A year ago, I made a pivotal decision in my life.  It was not an easy decision as it meant letting go of a job that gives promising salary and other many perks.   But there was this insistent voice that keeps on calling me every sleepless night.  I never listened to it at first for it sounded absurd.  I was already in my comfort zone, why else let go of it.  The more that I disregarded it, all the more that it became louder until it manifested to me clearly – let go and have faith!  And so I let go, ventured into something that is unknown while embracing a leap of faith.
Now I fully understand what that voice meant.  I needed to take two steps backward for me to have a good jumpstart.
A time in my life when I said that I wanted to meet people of brilliant minds with good hearts, people of different nationalities and people who are diplomats and I met them all in a one of a kind wonderful experience.  Have I not listened to that insistent voice calling me to be more grounded to the realities of poverty, inequities and inequalities, I would never had ticked this out of my bucket list.

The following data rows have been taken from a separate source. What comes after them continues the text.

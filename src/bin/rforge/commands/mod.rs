mod check;
mod compile;
mod wave;

use check::run_check;
use compile::run_compile;

use anyhow::Result;

use crate::cli::Command;
use crate::display::Context;

pub fn dispatch(command: Command, ctx: Context) -> Result<()> {
    match command {
        Command::Compile(args) => run_compile(args, ctx),
        Command::Check(args) => run_check(args, ctx),
    }
}
//! Reading catalogs and writing compiled station tables.
//!
//! Both directions support TOML and JSON; [`Format::from_path`] picks one by
//! file extension.

use std::fmt;
use std::path::Path;

pub mod catalog;
pub mod error;
pub mod stations;

pub use catalog::{read_catalog, write_catalog};
pub use error::Error;
pub use stations::{RecipeRecord, StationRecord, StationTableRecord, write_stations};

#[derive(Debug, Clone, Copy, PartialEq, Eq, Hash)]
pub enum Format {
    Toml,
    Json,
}

impl Format {
    pub fn from_path(path: &Path) -> Result<Self, Error> {
        match path
            .extension()
            .and_then(|e| e.to_str())
            .map(str::to_ascii_lowercase)
            .as_deref()
        {
            Some("toml") => Ok(Format::Toml),
            Some("json") => Ok(Format::Json),
            _ => Err(Error::UnknownFormat(path.display().to_string())),
        }
    }

    pub fn extension(self) -> &'static str {
        match self {
            Format::Toml => "toml",
            Format::Json => "json",
        }
    }
}

impl fmt::Display for Format {
    fn fmt(&self, f: &mut fmt::Formatter<'_>) -> fmt::Result {
        match self {
            Format::Toml => write!(f, "TOML"),
            Format::Json => write!(f, "JSON"),
        }
    }
}

#[cfg(test)]
mod tests {
    use super::*;

    #[test]
    fn format_is_inferred_from_extension() {
        assert_eq!(Format::from_path(Path::new("lab.toml")).unwrap(), Format::Toml);
        assert_eq!(Format::from_path(Path::new("out/STATIONS.JSON")).unwrap(), Format::Json);
        assert!(matches!(
            Format::from_path(Path::new("catalog.yaml")),
            Err(Error::UnknownFormat(_))
        ));
    }
}
use std::sync::atomic::{AtomicBool, Ordering};
use std::sync::{Arc, Mutex};

use reagent_forge::{
    Batch, Catalog, Compound, Coordinator, ForgeConfig, ForgeError, Formula, Reagent, Registries,
    RegistryError, StationLookup, Translator,
};

fn brine_batch() -> Batch {
    Batch::new()
        .compound("H2O", "Water", "H2O")
        .compound("NaCl", "Sodium Chloride", "NaCl")
        .compound("Brine", "Brine", "H2ONaCl")
        .formula(Formula::new(
            "brine",
            vec![Reagent::new("H2O", 1.0), Reagent::new("NaCl", 1.0)],
            vec![Reagent::new("Brine", 1.0)],
        ))
}

/// Blocks every translation until the test releases the gate.
struct Gated {
    gate: Arc<Mutex<()>>,
}

impl Translator for Gated {
    fn translate(&self, compound: &Compound) -> String {
        let _open = self.gate.lock().unwrap_or_else(|e| e.into_inner());
        compound.name().to_string()
    }
}

/// Panics on every translation while armed.
struct Faulty {
    armed: AtomicBool,
}

impl Translator for Faulty {
    fn translate(&self, compound: &Compound) -> String {
        if self.armed.load(Ordering::Acquire) {
            panic!("no name for {}", compound.key());
        }
        compound.name().to_string()
    }
}

#[test]
fn brine_wave_yields_three_stations() {
    let coordinator = Coordinator::new(Registries::new(), &ForgeConfig::default()).unwrap();
    let report = coordinator.submit(brine_batch()).unwrap().wait().unwrap();

    let table = &report.table;
    assert_eq!(table.len(), 3);
    assert_eq!(table.namespace(), "solution");

    let brine = table.by_id("solution_Brine").unwrap();
    assert_eq!(brine.recipes().len(), 1);
    assert_eq!(brine.recipes()[0].id(), "brine");
    assert_eq!(brine.display().label, "H₂ONaCl");
    assert!(table.get("H2O").unwrap().recipes().is_empty());
    assert!(table.get("NaCl").unwrap().recipes().is_empty());
}

#[test]
fn unresolved_formula_is_reported_and_not_registered() {
    let registries = Registries::new();
    let coordinator = Coordinator::new(registries.clone(), &ForgeConfig::default()).unwrap();
    let batch = brine_batch().formula(Formula::new(
        "philosophers_stone",
        vec![Reagent::new("H2O", 1.0)],
        vec![Reagent::new("Unobtainium", 1.0)],
    ));

    let report = coordinator.submit(batch).unwrap().wait().unwrap();

    assert_eq!(
        report.rejected_formulas,
        vec![RegistryError::unresolved("philosophers_stone", "Unobtainium")]
    );
    assert_eq!(registries.formulas.len(), 1);
    assert!(!registries.formulas.contains("philosophers_stone"));
    assert_eq!(report.recipes(), 1);
}

#[test]
fn second_submit_while_compiling_is_rejected() {
    let gate = Arc::new(Mutex::new(()));
    let closed = gate.lock().unwrap();

    let registries = Registries::new();
    let coordinator = Coordinator::with_translator(
        registries.clone(),
        &ForgeConfig::default(),
        Arc::new(Gated {
            gate: Arc::clone(&gate),
        }),
    )
    .unwrap();

    let handle = coordinator.submit(brine_batch()).unwrap();
    assert!(coordinator.is_in_flight());
    assert!(matches!(
        coordinator.submit(Batch::new().compound("O2", "Oxygen", "O2")),
        Err(ForgeError::WaveInFlight)
    ));
    assert!(matches!(
        registries.stations.lookup("Brine"),
        StationLookup::Pending
    ));

    drop(closed);
    let report = handle.wait().unwrap();
    assert_eq!(report.stations(), 3);
    assert!(!coordinator.is_in_flight());
    assert!(matches!(
        registries.stations.lookup("Brine"),
        StationLookup::Ready(_)
    ));

    // The rejected submit registered nothing.
    assert!(!registries.compounds.contains("O2"));
    let next = coordinator
        .submit(Batch::new().compound("O2", "Oxygen", "O2"))
        .unwrap()
        .wait()
        .unwrap();
    assert_eq!(next.stations(), 4);
}

#[test]
fn readers_keep_the_previous_table_during_a_wave() {
    let gate = Arc::new(Mutex::new(()));
    let registries = Registries::new();
    let coordinator = Coordinator::with_translator(
        registries.clone(),
        &ForgeConfig::default(),
        Arc::new(Gated {
            gate: Arc::clone(&gate),
        }),
    )
    .unwrap();
    coordinator.submit(brine_batch()).unwrap().wait().unwrap();

    let closed = gate.lock().unwrap();
    let handle = coordinator
        .submit(Batch::new().compound("O2", "Oxygen", "O2"))
        .unwrap();

    let table = registries.stations.current().unwrap();
    assert_eq!(table.len(), 3);
    assert!(matches!(
        registries.stations.lookup("H2O"),
        StationLookup::Ready(_)
    ));
    assert!(matches!(
        registries.stations.lookup("O2"),
        StationLookup::Pending
    ));

    drop(closed);
    handle.wait().unwrap();
    assert!(matches!(
        registries.stations.lookup("O2"),
        StationLookup::Ready(_)
    ));
    assert!(matches!(
        registries.stations.lookup("Gold"),
        StationLookup::Absent
    ));
}

#[test]
fn compilation_sees_every_formula_of_its_wave() {
    let mut batch = Batch::new()
        .compound("H2", "Hydrogen", "H2")
        .compound("O2", "Oxygen", "O2")
        .compound("H2O", "Water", "H2O");
    for i in 0..250 {
        batch = batch.formula(Formula::new(
            format!("water_{i}"),
            vec![Reagent::new("H2", 2.0), Reagent::new("O2", 1.0)],
            vec![Reagent::new("H2O", 2.0)],
        ));
    }

    let coordinator = Coordinator::new(Registries::new(), &ForgeConfig::default()).unwrap();
    let report = coordinator.submit(batch).unwrap().wait().unwrap();

    let recipes: Vec<_> = report
        .table
        .get("H2O")
        .unwrap()
        .recipes()
        .iter()
        .map(|r| r.id().to_string())
        .collect();
    assert_eq!(recipes.len(), 250);
    assert_eq!(recipes[0], "water_0");
    assert_eq!(recipes[249], "water_249");
}

#[test]
fn embedded_catalog_loads_cleanly() {
    let config = ForgeConfig {
        namespace: "lab".to_string(),
        worker_threads: 1,
        ..ForgeConfig::default()
    };
    let coordinator = Coordinator::new(Registries::new(), &config).unwrap();
    let report = coordinator.submit_catalog().unwrap().wait().unwrap();

    let catalog = Catalog::embedded();
    assert!(report.is_clean());
    assert_eq!(report.stations(), catalog.compounds.len());
    assert!(report.table.by_id("lab_NaCl").is_some());
    // NaCl is produced by neutralization and salt synthesis.
    assert_eq!(report.table.get("NaCl").unwrap().recipes().len(), 2);
}

#[test]
fn translations_title_the_stations() {
    let config = ForgeConfig {
        translations: Some("[names]\nBrine = \"Salzlake\"".to_string()),
        ..ForgeConfig::default()
    };
    let coordinator = Coordinator::new(Registries::new(), &config).unwrap();
    let report = coordinator.submit(brine_batch()).unwrap().wait().unwrap();

    assert_eq!(report.table.get("Brine").unwrap().display().title, "Salzlake");
    assert_eq!(report.table.get("H2O").unwrap().display().title, "Water");
}

#[test]
fn malformed_translations_fail_construction() {
    let config = ForgeConfig {
        translations: Some("names = 3".to_string()),
        ..ForgeConfig::default()
    };
    assert!(matches!(
        Coordinator::new(Registries::new(), &config),
        Err(ForgeError::TranslationParse(_))
    ));
}

#[tokio::test]
async fn wave_can_be_joined_from_async_code() {
    let coordinator = Coordinator::new(Registries::new(), &ForgeConfig::default()).unwrap();
    let report = coordinator.submit(brine_batch()).unwrap().join().await.unwrap();
    assert_eq!(report.recipes(), 1);
}

#[test]
fn coordinators_sharing_registries_run_one_wave_at_a_time() {
    let gate = Arc::new(Mutex::new(()));
    let closed = gate.lock().unwrap();

    let registries = Registries::new();
    let first = Coordinator::with_translator(
        registries.clone(),
        &ForgeConfig::default(),
        Arc::new(Gated {
            gate: Arc::clone(&gate),
        }),
    )
    .unwrap();
    let second = Coordinator::new(registries.clone(), &ForgeConfig::default()).unwrap();

    let handle = first.submit(brine_batch()).unwrap();
    assert!(second.is_in_flight());
    assert!(matches!(
        second.submit(Batch::new().compound("O2", "Oxygen", "O2")),
        Err(ForgeError::WaveInFlight)
    ));
    assert!(!registries.compounds.contains("O2"));
    assert!(registries.stations.is_loading());
    assert!(matches!(
        registries.stations.lookup("O2"),
        StationLookup::Pending
    ));

    drop(closed);
    assert_eq!(handle.wait().unwrap().stations(), 3);
    assert!(!registries.stations.is_loading());

    let next = second
        .submit(Batch::new().compound("O2", "Oxygen", "O2"))
        .unwrap()
        .wait()
        .unwrap();
    assert_eq!(next.stations(), 4);
}

#[test]
fn failed_compilation_keeps_the_previous_table() {
    let registries = Registries::new();
    let translator = Arc::new(Faulty {
        armed: AtomicBool::new(false),
    });
    let coordinator = Coordinator::with_translator(
        registries.clone(),
        &ForgeConfig::default(),
        Arc::clone(&translator) as Arc<dyn Translator>,
    )
    .unwrap();
    let settled = coordinator.submit(brine_batch()).unwrap().wait().unwrap();

    translator.armed.store(true, Ordering::Release);
    let failed = coordinator
        .submit(Batch::new().compound("O2", "Oxygen", "O2"))
        .unwrap()
        .wait();

    assert!(matches!(failed, Err(ForgeError::Worker(_))));
    assert!(!coordinator.is_in_flight());
    assert!(Arc::ptr_eq(
        &registries.stations.current().unwrap(),
        &settled.table
    ));
    assert!(matches!(
        registries.stations.lookup("O2"),
        StationLookup::Absent
    ));

    translator.armed.store(false, Ordering::Release);
    let table = coordinator.recompile().unwrap();
    assert_eq!(table.len(), 4);
}
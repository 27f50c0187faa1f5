use std::fmt;

use tokio::runtime::{Builder, Handle, Runtime};
use tokio::task::JoinHandle;

use super::error::Error;

/// Kind of work handed to the pool, for tracing.
#[derive(Debug, Clone, Copy, PartialEq, Eq, Hash)]
pub enum TaskClass {
    Compile,
}

impl fmt::Display for TaskClass {
    fn fmt(&self, f: &mut fmt::Formatter<'_>) -> fmt::Result {
        f.write_str(match self {
            TaskClass::Compile => "compile",
        })
    }
}

/// Bounded pool of background threads for CPU-bound work.
///
/// Owns a dedicated multi-threaded tokio runtime whose blocking pool is capped
/// at the configured number of workers. Dropping the pool does not wait for
/// running tasks.
pub struct WorkerPool {
    runtime: Option<Runtime>,
    handle: Handle,
    workers: usize,
}

impl WorkerPool {
    pub fn new(workers: usize) -> Result<Self, Error> {
        let workers = workers.max(1);
        let runtime = Builder::new_multi_thread()
            .worker_threads(workers)
            .max_blocking_threads(workers)
            .thread_name("rforge-worker")
            .build()
            .map_err(Error::WorkerPool)?;
        let handle = runtime.handle().clone();
        Ok(Self {
            runtime: Some(runtime),
            handle,
            workers,
        })
    }

    pub fn workers(&self) -> usize {
        self.workers
    }

    pub fn spawn_blocking<F, R>(&self, class: TaskClass, task: F) -> JoinHandle<R>
    where
        F: FnOnce() -> R + Send + 'static,
        R: Send + 'static,
    {
        tracing::trace!(worker_class = %class, "worker.spawn_blocking");
        self.handle.spawn_blocking(task)
    }
}

impl Drop for WorkerPool {
    fn drop(&mut self) {
        if let Some(runtime) = self.runtime.take() {
            runtime.shutdown_background();
        }
    }
}

impl fmt::Debug for WorkerPool {
    fn fmt(&self, f: &mut fmt::Formatter<'_>) -> fmt::Result {
        f.debug_struct("WorkerPool")
            .field("workers", &self.workers)
            .finish_non_exhaustive()
    }
}

#[cfg(test)]
mod tests {
    use super::*;

    #[test]
    fn runs_tasks_off_the_calling_thread() {
        let pool = WorkerPool::new(1).unwrap();
        let caller = std::thread::current().id();

        let (tx, rx) = std::sync::mpsc::channel();
        pool.spawn_blocking(TaskClass::Compile, move || {
            tx.send(std::thread::current().id()).unwrap();
        });

        assert_ne!(rx.recv().unwrap(), caller);
    }

    #[test]
    fn zero_workers_is_raised_to_one() {
        assert_eq!(WorkerPool::new(0).unwrap().workers(), 1);
    }
}
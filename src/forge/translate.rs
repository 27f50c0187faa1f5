use std::collections::HashMap;

use serde::Deserialize;

use super::error::Error;
use crate::model::compound::Compound;

/// Resolves the display name of a compound for station titles.
pub trait Translator: Send + Sync {
    fn translate(&self, compound: &Compound) -> String;
}

/// Name table keyed by compound key, read from a TOML `[names]` table.
/// Compounds without an entry keep their registered name.
#[derive(Debug, Clone, Default, PartialEq, Eq, Deserialize)]
pub struct TranslationTable {
    #[serde(default)]
    names: HashMap<String, String>,
}

impl TranslationTable {
    pub fn from_toml(content: &str) -> Result<Self, Error> {
        toml::from_str(content).map_err(Error::TranslationParse)
    }

    pub fn load(custom: Option<&str>) -> Result<Self, Error> {
        custom.map_or_else(|| Ok(Self::default()), Self::from_toml)
    }

    pub fn insert(&mut self, key: impl Into<String>, name: impl Into<String>) {
        self.names.insert(key.into(), name.into());
    }

    pub fn len(&self) -> usize {
        self.names.len()
    }

    pub fn is_empty(&self) -> bool {
        self.names.is_empty()
    }
}

impl Translator for TranslationTable {
    fn translate(&self, compound: &Compound) -> String {
        self.names
            .get(compound.key())
            .cloned()
            .unwrap_or_else(|| compound.name().to_string())
    }
}
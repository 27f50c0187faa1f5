use std::path::PathBuf;

use anyhow::{Context, Result, bail};

use reagent_forge::StationTable;
use reagent_forge::io::{Format, write_stations};

use super::wave::{WaveOutcome, run_wave};
use crate::cli::CompileArgs;
use crate::display::{
    Context as DisplayContext, Progress, print_rejections, print_station_table, print_wave_summary,
};
use crate::io::{create_output, resolve_format};

const TOTAL_STEPS: u8 = 4;

struct OutputSpec {
    path: Option<PathBuf>,
    format: Format,
}

pub fn run_compile(args: CompileArgs, ctx: DisplayContext) -> Result<()> {
    let outputs = resolve_outputs(&args)?;

    let mut progress = Progress::new(ctx.interactive, TOTAL_STEPS);
    let WaveOutcome { report, .. } = run_wave(&args.catalog, &mut progress)?;

    if ctx.interactive {
        print_wave_summary(&report);
        print_station_table(&report.table);
        print_rejections(&report);
    }

    if args.strict && !report.is_clean() {
        bail!(
            "{} catalog entries were rejected (--strict)",
            report.rejected_compounds.len() + report.rejected_formulas.len()
        );
    }

    progress.step("Writing station table");
    write_outputs(&report.table, &outputs)?;
    let substeps: Vec<String> = outputs.iter().map(describe_output).collect();
    progress.complete_step("Writing station table", &substeps);

    progress.finish();
    Ok(())
}

fn resolve_outputs(args: &CompileArgs) -> Result<Vec<OutputSpec>> {
    if args.output.is_empty() {
        return Ok(vec![OutputSpec {
            path: None,
            format: args.outfmt.into(),
        }]);
    }

    args.output
        .iter()
        .map(|path| {
            Ok(OutputSpec {
                format: resolve_format(path, None)?,
                path: Some(path.clone()),
            })
        })
        .collect()
}

fn write_outputs(table: &StationTable, outputs: &[OutputSpec]) -> Result<()> {
    for spec in outputs {
        let writer = create_output(spec.path.as_deref())?;
        write_stations(writer, table, spec.format).with_context(|| {
            format!("Failed to write {} station table to {}", spec.format, target_name(spec))
        })?;
    }
    Ok(())
}

fn target_name(spec: &OutputSpec) -> String {
    spec.path
        .as_ref()
        .map(|p| p.display().to_string())
        .unwrap_or_else(|| "stdout".to_string())
}

fn describe_output(spec: &OutputSpec) -> String {
    let name = spec
        .path
        .as_ref()
        .and_then(|p| p.file_name())
        .map(|n| n.to_string_lossy().into_owned())
        .unwrap_or_else(|| "stdout".to_string());
    format!("{} → {}", spec.format, name)
}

In June 2016, I went to Geneva, Switzerland to help the Bla’an people of Tampakan to be heard.   It was my pleasure to be of their service.  I was so honored to be bringing (translating) the voices of the Bla’an royalties into the United Nations Human Rights Council.  It has never dawned on me before that my aptitude in the English language will be the bridge between the oppressed Bla’an people and the international world.  I am praying that through this bridge, these people will have once more their dignity as a tribe – they will never be left out but clearly heard, not again would they be displaced for reasons of development.
In my year of being with the Bla’an, of knowing their culture and history, I learned that I owed something to the Bla’an people and it is the fact that the space – literally space where I am enjoying my so-called home was once theirs.  According to a Bla’an old man who chanted their history to us while doing a genealogy, Koronadal City which they call Kolon Datal was their hunting ground.  And they decided to move to the mountains because the “Christian” (perhaps he refers in general the settlers from Luzon and Visayas) arrived in Kolon Datal and started claiming their grounds.
Perhaps that insistent voice wants me to hear this story so that I will see it as my moral obligation to help the Bla’an people.  Perhaps this insistent voice wants me to change into a more sensible person and sensitive to the rights of others.
Perhaps this insistent voice is the voice of my God who wants me for a purpose – for His Glory!